Adjust the initial lot size according to your capital and risk/reward.
Here’s a guide for your lot size:
For capital of $15,000, a micro account is recommended because it allows for more precise lot sizes, leading to quicker profit increases through compound interest. Once your capital exceeds $15,000, consider transitioning to a standard account.
If you have a standard account (for capital over $15,000):
- For medium risk: With $10,000 in capital, use 0.2 lot
- For low risk: With $10,000 in capital, use 0.15 lot
If you have a micro account (for capital under $15,000):
- For medium risk: With $1,000 in capital, use 2 lots
- For low risk: With $1,000 in capital, use 1.5 lots
Approximate Value: For Capital of $10,000
Note: Adjust only the initial lot value based on your capital and risk/return balance.
Medium Risk, Medium Return (Approximate Monthly Interest Rate: 12%) This setting can help you navigate through economic conditions like the Ukrainian war. It could multiply your capital by 19.1 in 4 years! (Initial monthly interest rate: ~12%, average monthly interest rate: ~37.7%) While a function to stop new position entries during major announcements is available, the backtest can’t consider this, increasing the risk. We estimate the risk to be about 70% of the backtesting value. The timeframe is 15 minutes.
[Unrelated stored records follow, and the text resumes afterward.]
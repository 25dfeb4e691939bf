#![forbid(unsafe_code)]

//! Reveal-on-activation with a staggered cascade over descendants.
//!
//! On activation the element gets the visible class. If it was tagged
//! [`BehaviorTags::STAGGER_CHILDREN`], its reveal-class descendants are
//! collected in document order and child `i` is revealed `i × interval`
//! later via [`Task::RevealChild`]. Children are not watched themselves.

use std::time::Duration;

use ahash::AHashSet;
use pagefx_core::animation::StaggerGroup;
use pagefx_core::{BehaviorTags, Document, ElementId, Selector};

use crate::config::RevealConfig;
use crate::error::Result;
use crate::scheduler::Scheduler;
use crate::task::Task;
use crate::visibility::ActivationEvent;

#[derive(Debug, Clone)]
pub struct RevealAnimator {
    reveal: Selector,
    visible_class: String,
    interval: Duration,
    revealed: AHashSet<ElementId>,
}

impl RevealAnimator {
    #[must_use]
    pub fn new(config: &RevealConfig) -> Self {
        Self {
            reveal: Selector::class(config.reveal_class.clone()),
            visible_class: config.visible_class.clone(),
            interval: config.stagger_interval(),
            revealed: AHashSet::new(),
        }
    }

    /// Selector for reveal-class elements.
    #[inline]
    #[must_use]
    pub fn selector(&self) -> &Selector {
        &self.reveal
    }

    /// Mark an activated element visible and schedule its stagger cascade.
    /// Returns the cascade, if any.
    pub fn activate<D: Document + ?Sized>(
        &mut self,
        doc: &mut D,
        scheduler: &mut Scheduler<Task>,
        event: &ActivationEvent,
    ) -> Result<Option<StaggerGroup>> {
        self.mark_visible(doc, event.element)?;
        if !event.tags.contains(BehaviorTags::STAGGER_CHILDREN) {
            return Ok(None);
        }
        let children = doc.query_within(event.element, &self.reveal);
        let group = StaggerGroup::new(event.element, children, self.interval);
        for (child, delay) in group.schedule() {
            scheduler.schedule_after(
                event.at,
                delay,
                Task::RevealChild {
                    parent: event.element,
                    child,
                },
            );
        }
        tracing::debug!(
            message = "reveal.stagger",
            parent = event.element.get(),
            children = group.len(),
            span_ms = group.total_span().as_millis() as u64
        );
        Ok(Some(group))
    }

    /// Reveal one stagger child.
    pub fn reveal_child<D: Document + ?Sized>(
        &mut self,
        doc: &mut D,
        parent: ElementId,
        child: ElementId,
    ) -> Result<()> {
        tracing::debug!(
            message = "reveal.child",
            parent = parent.get(),
            child = child.get()
        );
        self.mark_visible(doc, child)
    }

    fn mark_visible<D: Document + ?Sized>(&mut self, doc: &mut D, element: ElementId) -> Result<()> {
        doc.add_class(element, &self.visible_class)?;
        self.revealed.insert(element);
        Ok(())
    }

    #[must_use]
    pub fn is_revealed(&self, element: ElementId) -> bool {
        self.revealed.contains(&element)
    }

    #[must_use]
    pub fn revealed_count(&self) -> usize {
        self.revealed.len()
    }
}
#![forbid(unsafe_code)]

//! Number formatting and parsing for counter elements.
//!
//! Grouping follows the CLDR data shipped with `num-format`, so `de` reads
//! `1.234.567` and `en-IN` reads `12,34,567`.

use num_format::ToFormattedString;

pub use num_format::Locale;

/// Format `value` with the digit grouping of `locale`.
#[must_use]
pub fn group_digits(value: u64, locale: &Locale) -> String {
    value.to_formatted_string(locale)
}

/// Resolve a BCP 47 language tag such as `navigator.language`.
///
/// Tries the full tag, then its language subtag, then falls back to `en`.
/// Underscores are accepted in place of hyphens.
#[must_use]
pub fn locale_for_tag(tag: &str) -> Locale {
    let tag = tag.trim().replace('_', "-");
    if let Ok(locale) = Locale::from_name(&tag) {
        return locale;
    }
    tag.split('-')
        .next()
        .and_then(|lang| Locale::from_name(lang).ok())
        .unwrap_or(Locale::en)
}

/// Parse a counter target the way `parseInt(value, 10)` reads it: leading
/// whitespace, an optional `+`, then leading decimal digits. Trailing
/// characters are ignored.
///
/// Returns `None` when no digits are present, the value is negative, or it
/// does not fit in a `u64`.
#[must_use]
pub fn parse_leading_integer(raw: &str) -> Option<u64> {
    let trimmed = raw.trim_start();
    let unsigned = trimmed.strip_prefix('+').unwrap_or(trimmed);
    let end = unsigned
        .char_indices()
        .find(|(_, c)| !c.is_ascii_digit())
        .map_or(unsigned.len(), |(i, _)| i);
    if end == 0 {
        return None;
    }
    unsigned[..end].parse().ok()
}

#[cfg(test)]
mod tests {
    use super::*;

    #[test]
    fn grouping() {
        let en_locale = Locale::en;
        assert_eq!(group_digits(0, &en_locale), "0");
        assert_eq!(group_digits(999, &en_locale), "999");
        assert_eq!(group_digits(1000, &en_locale), "1,000");
        assert_eq!(group_digits(1_234_567, &en_locale), "1,234,567");
        assert_eq!(group_digits(u64::MAX, &en_locale), "18,446,744,073,709,551,615");
    }

    #[test]
    fn grouping_follows_locale() {
        assert_eq!(group_digits(1_234_567, &Locale::de), "1.234.567");
        assert_eq!(group_digits(1_234_567, &Locale::en_IN), "12,34,567");
    }

    #[test]
    fn tags_resolve_to_locales() {
        assert_eq!(locale_for_tag("de"), Locale::de);
        assert_eq!(group_digits(1_234_567, &locale_for_tag("de-DE")), "1.234.567");
        assert_eq!(locale_for_tag("en-IN"), Locale::en_IN);
        assert_eq!(locale_for_tag("en_IN"), Locale::en_IN);
        assert_eq!(group_digits(1_234_567, &locale_for_tag(" en-US ")), "1,234,567");
        assert_eq!(locale_for_tag("tlh"), Locale::en);
        assert_eq!(locale_for_tag(""), Locale::en);
    }

    #[test]
    fn leading_integer() {
        assert_eq!(parse_leading_integer("1500"), Some(1500));
        assert_eq!(parse_leading_integer("  42 "), Some(42));
        assert_eq!(parse_leading_integer("+7"), Some(7));
        assert_eq!(parse_leading_integer("98%"), Some(98));
        assert_eq!(parse_leading_integer("10.5"), Some(10));
        assert_eq!(parse_leading_integer(""), None);
        assert_eq!(parse_leading_integer("abc"), None);
        assert_eq!(parse_leading_integer("-5"), None);
        assert_eq!(parse_leading_integer("99999999999999999999999"), None);
    }
}
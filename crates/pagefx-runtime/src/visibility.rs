#![forbid(unsafe_code)]

//! One-shot visibility watcher.
//!
//! [`VisibilityWatcher`] tracks registered elements and turns intersection
//! samples into [`ActivationEvent`]s. Each element moves through
//! `Pending → Activated → Released` exactly once.
//!
//! Samples come from either the host's `IntersectionObserver`
//! ([`VisibilityWatcher::observe_batch`]) or a geometry scan over a
//! [`Document`] ([`VisibilityWatcher::scan`]) for hosts without one.
//!
//! # Invariants
//!
//! 1. At most one activation per element for the watcher's lifetime.
//! 2. Activation is level-triggered: an element already past the threshold
//!    activates on the first sample after registration.
//! 3. A batch returns every activation before anything is released; the
//!    caller releases once it has processed the whole batch.
//! 4. A released element keeps a tombstone, so re-registering it is refused
//!    and its status stays queryable. The tombstone is a bare map entry with
//!    no tags or geometry; tombstones live until [`VisibilityWatcher::clear`]
//!    (page teardown), so a watcher holds one entry per element ever
//!    registered.
//!
//! # Failure Modes
//!
//! - Samples for unknown elements are ignored.
//! - Elements whose rectangle cannot be read (detached) are skipped by
//!   `scan` and stay pending.

use std::time::Duration;

use ahash::AHashMap;
use pagefx_core::geometry::intersection_ratio;
use pagefx_core::{BehaviorTags, Document, ElementId, IntersectionEntry, RootMargin};

/// Trigger options, as an `IntersectionObserver` takes them.
#[derive(Clone, Copy, Debug, PartialEq)]
pub struct WatcherOptions {
    /// Minimum visible fraction that activates an element.
    pub threshold: f64,
    pub root_margin: RootMargin,
}

impl Default for WatcherOptions {
    fn default() -> Self {
        Self {
            threshold: 0.0,
            root_margin: RootMargin::default(),
        }
    }
}

/// Lifecycle of a watched element.
#[derive(Clone, Copy, Debug, PartialEq, Eq, Hash)]
pub enum WatchStatus {
    Pending,
    Activated,
    Released,
}

/// An element crossed its threshold.
#[derive(Clone, Copy, Debug, PartialEq, Eq)]
pub struct ActivationEvent {
    pub element: ElementId,
    pub tags: BehaviorTags,
    /// Page time of the sample that crossed the threshold.
    pub at: Duration,
}

#[derive(Clone, Copy, Debug)]
enum Slot {
    Pending(BehaviorTags),
    Activated(BehaviorTags),
    Released,
}

impl Slot {
    fn status(self) -> WatchStatus {
        match self {
            Self::Pending(_) => WatchStatus::Pending,
            Self::Activated(_) => WatchStatus::Activated,
            Self::Released => WatchStatus::Released,
        }
    }
}

/// Registry of watched elements, in registration order.
#[derive(Clone, Debug, Default)]
pub struct VisibilityWatcher {
    options: WatcherOptions,
    order: Vec<ElementId>,
    slots: AHashMap<ElementId, Slot>,
}

impl VisibilityWatcher {
    #[must_use]
    pub fn new(options: WatcherOptions) -> Self {
        Self {
            options,
            order: Vec::new(),
            slots: AHashMap::new(),
        }
    }

    #[inline]
    #[must_use]
    pub fn options(&self) -> WatcherOptions {
        self.options
    }

    /// Register an element. Returns `false` if it is already known, including
    /// elements that activated and were released.
    pub fn observe(&mut self, element: ElementId, tags: BehaviorTags) -> bool {
        if self.slots.contains_key(&element) {
            return false;
        }
        self.slots.insert(element, Slot::Pending(tags));
        self.order.push(element);
        true
    }

    #[must_use]
    pub fn status(&self, element: ElementId) -> Option<WatchStatus> {
        self.slots.get(&element).map(|slot| slot.status())
    }

    /// Tags of a pending or activated element.
    #[must_use]
    pub fn tags(&self, element: ElementId) -> Option<BehaviorTags> {
        match self.slots.get(&element)? {
            Slot::Pending(tags) | Slot::Activated(tags) => Some(*tags),
            Slot::Released => None,
        }
    }

    /// Elements still waiting to activate, in registration order.
    pub fn pending(&self) -> impl Iterator<Item = ElementId> + '_ {
        self.order
            .iter()
            .copied()
            .filter(|el| matches!(self.slots.get(el), Some(Slot::Pending(_))))
    }

    #[must_use]
    pub fn pending_count(&self) -> usize {
        self.pending().count()
    }

    fn activates(&self, entry: &IntersectionEntry) -> bool {
        entry.is_intersecting && entry.ratio >= self.options.threshold
    }

    /// Process one batch of samples. Returns the activations in batch order;
    /// duplicates and samples for non-pending elements are ignored.
    pub fn observe_batch(
        &mut self,
        entries: &[IntersectionEntry],
        now: Duration,
    ) -> Vec<ActivationEvent> {
        let mut events = Vec::new();
        for entry in entries {
            if !self.activates(entry) {
                continue;
            }
            let Some(slot) = self.slots.get_mut(&entry.element) else {
                continue;
            };
            if let Slot::Pending(tags) = *slot {
                *slot = Slot::Activated(tags);
                tracing::debug!(
                    message = "visibility.activate",
                    element = entry.element.get(),
                    ratio = entry.ratio,
                    at_ms = now.as_millis() as u64
                );
                events.push(ActivationEvent {
                    element: entry.element,
                    tags,
                    at: now,
                });
            }
        }
        events
    }

    /// Sample every pending element's geometry and process the batch.
    pub fn scan<D: Document + ?Sized>(&mut self, doc: &D, now: Duration) -> Vec<ActivationEvent> {
        let root = doc.viewport().root_rect();
        let entries: Vec<IntersectionEntry> = self
            .pending()
            .filter_map(|element| {
                let rect = doc.bounding_rect(element)?;
                let ratio = intersection_ratio(&rect, &root, &self.options.root_margin);
                Some(IntersectionEntry {
                    element,
                    ratio,
                    is_intersecting: ratio > 0.0,
                })
            })
            .collect();
        self.observe_batch(&entries, now)
    }

    /// Stop watching an activated element. Returns `false` unless it was
    /// activated and not yet released.
    pub fn release(&mut self, element: ElementId) -> bool {
        let Some(slot) = self.slots.get_mut(&element) else {
            return false;
        };
        if !matches!(slot, Slot::Activated(_)) {
            return false;
        }
        *slot = Slot::Released;
        self.order.retain(|&el| el != element);
        tracing::debug!(message = "visibility.release", element = element.get());
        true
    }

    /// Forget everything (teardown).
    pub fn clear(&mut self) {
        self.order.clear();
        self.slots.clear();
    }
}

#[cfg(test)]
mod tests {
    use super::*;
    use pagefx_core::Rect;
    use pagefx_core::memory::MemoryDocument;

    fn opts() -> WatcherOptions {
        WatcherOptions {
            threshold: 0.1,
            root_margin: RootMargin::bottom(-50.0),
        }
    }

    fn entry(raw: u32, ratio: f64) -> IntersectionEntry {
        IntersectionEntry {
            element: ElementId::new(raw),
            ratio,
            is_intersecting: ratio > 0.0,
        }
    }

    #[test]
    fn activates_once_then_releases() {
        let mut w = VisibilityWatcher::new(opts());
        let el = ElementId::new(3);
        assert!(w.observe(el, BehaviorTags::REVEAL));
        assert!(!w.observe(el, BehaviorTags::REVEAL));

        let events = w.observe_batch(&[entry(3, 0.5)], Duration::from_millis(16));
        assert_eq!(events.len(), 1);
        assert_eq!(events[0].at, Duration::from_millis(16));
        assert_eq!(w.status(el), Some(WatchStatus::Activated));

        assert!(w.observe_batch(&[entry(3, 1.0)], Duration::ZERO).is_empty());
        assert!(w.release(el));
        assert!(!w.release(el));
        assert_eq!(w.status(el), Some(WatchStatus::Released));
        assert_eq!(w.tags(el), None);
        assert!(!w.observe(el, BehaviorTags::REVEAL));
    }

    #[test]
    fn clear_drops_tombstones() {
        let mut w = VisibilityWatcher::new(opts());
        let el = ElementId::new(4);
        w.observe(el, BehaviorTags::REVEAL);
        w.observe_batch(&[entry(4, 1.0)], Duration::ZERO);
        w.release(el);
        assert_eq!(w.status(el), Some(WatchStatus::Released));
        w.clear();
        assert_eq!(w.status(el), None);
    }

    #[test]
    fn below_threshold_stays_pending() {
        let mut w = VisibilityWatcher::new(opts());
        w.observe(ElementId::new(1), BehaviorTags::REVEAL);
        assert!(w.observe_batch(&[entry(1, 0.05)], Duration::ZERO).is_empty());
        assert!(w.observe_batch(&[entry(1, 0.0)], Duration::ZERO).is_empty());
        assert_eq!(w.pending_count(), 1);
    }

    #[test]
    fn duplicate_entries_in_batch_activate_once() {
        let mut w = VisibilityWatcher::new(opts());
        w.observe(ElementId::new(1), BehaviorTags::REVEAL);
        w.observe(ElementId::new(2), BehaviorTags::COUNTER);
        let events = w.observe_batch(
            &[entry(1, 0.5), entry(2, 0.5), entry(1, 0.9)],
            Duration::ZERO,
        );
        let ids: Vec<u32> = events.iter().map(|e| e.element.get()).collect();
        assert_eq!(ids, vec![1, 2]);
        assert_eq!(events[1].tags, BehaviorTags::COUNTER);
    }

    #[test]
    fn unknown_elements_ignored() {
        let mut w = VisibilityWatcher::new(opts());
        assert!(w.observe_batch(&[entry(99, 1.0)], Duration::ZERO).is_empty());
        assert_eq!(w.status(ElementId::new(99)), None);
    }

    #[test]
    fn zero_threshold_needs_intersection() {
        let mut w = VisibilityWatcher::new(WatcherOptions::default());
        w.observe(ElementId::new(1), BehaviorTags::empty());
        let miss = IntersectionEntry {
            element: ElementId::new(1),
            ratio: 0.0,
            is_intersecting: false,
        };
        assert!(w.observe_batch(&[miss], Duration::ZERO).is_empty());
        let touch = IntersectionEntry {
            is_intersecting: true,
            ..miss
        };
        assert_eq!(w.observe_batch(&[touch], Duration::ZERO).len(), 1);
    }

    #[test]
    fn scan_is_level_triggered_and_honors_margin() {
        let mut doc = MemoryDocument::default();
        doc.set_scroll_height(4000.0);
        let visible = doc
            .element("div")
            .rect(Rect::new(0.0, 100.0, 200.0, 200.0))
            .append();
        // Inside the viewport but entirely within the 50px bottom margin.
        let margin_only = doc
            .element("div")
            .rect(Rect::new(0.0, 760.0, 200.0, 40.0))
            .append();
        let far = doc
            .element("div")
            .rect(Rect::new(0.0, 2000.0, 200.0, 200.0))
            .append();

        let mut w = VisibilityWatcher::new(opts());
        for el in [visible, margin_only, far] {
            w.observe(el, BehaviorTags::REVEAL);
        }
        let first = w.scan(&doc, Duration::ZERO);
        assert_eq!(first.iter().map(|e| e.element).collect::<Vec<_>>(), vec![visible]);

        doc.set_scroll_y(1500.0);
        let second = w.scan(&doc, Duration::from_millis(500));
        assert_eq!(second.iter().map(|e| e.element).collect::<Vec<_>>(), vec![far]);
        assert_eq!(w.status(margin_only), Some(WatchStatus::Pending));
    }

    #[test]
    fn pending_preserves_registration_order() {
        let mut w = VisibilityWatcher::new(opts());
        for raw in [5, 2, 9] {
            w.observe(ElementId::new(raw), BehaviorTags::REVEAL);
        }
        w.observe_batch(&[entry(2, 1.0)], Duration::ZERO);
        w.release(ElementId::new(2));
        let ids: Vec<u32> = w.pending().map(ElementId::get).collect();
        assert_eq!(ids, vec![5, 9]);
    }
}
2. Low Risk, Low Return This is a safer setting designed to survive turbulent economic conditions like the Ukrainian war. It could multiply your capital by 8.1 in 4 years! (Initial monthly interest rate: ~7%, average monthly interest rate: ~17%) Despite having a function to stop new position entries during significant announcements, the backtest can’t account for this, thus increasing the risk. The risk is estimated to be about 70% of the backtesting value.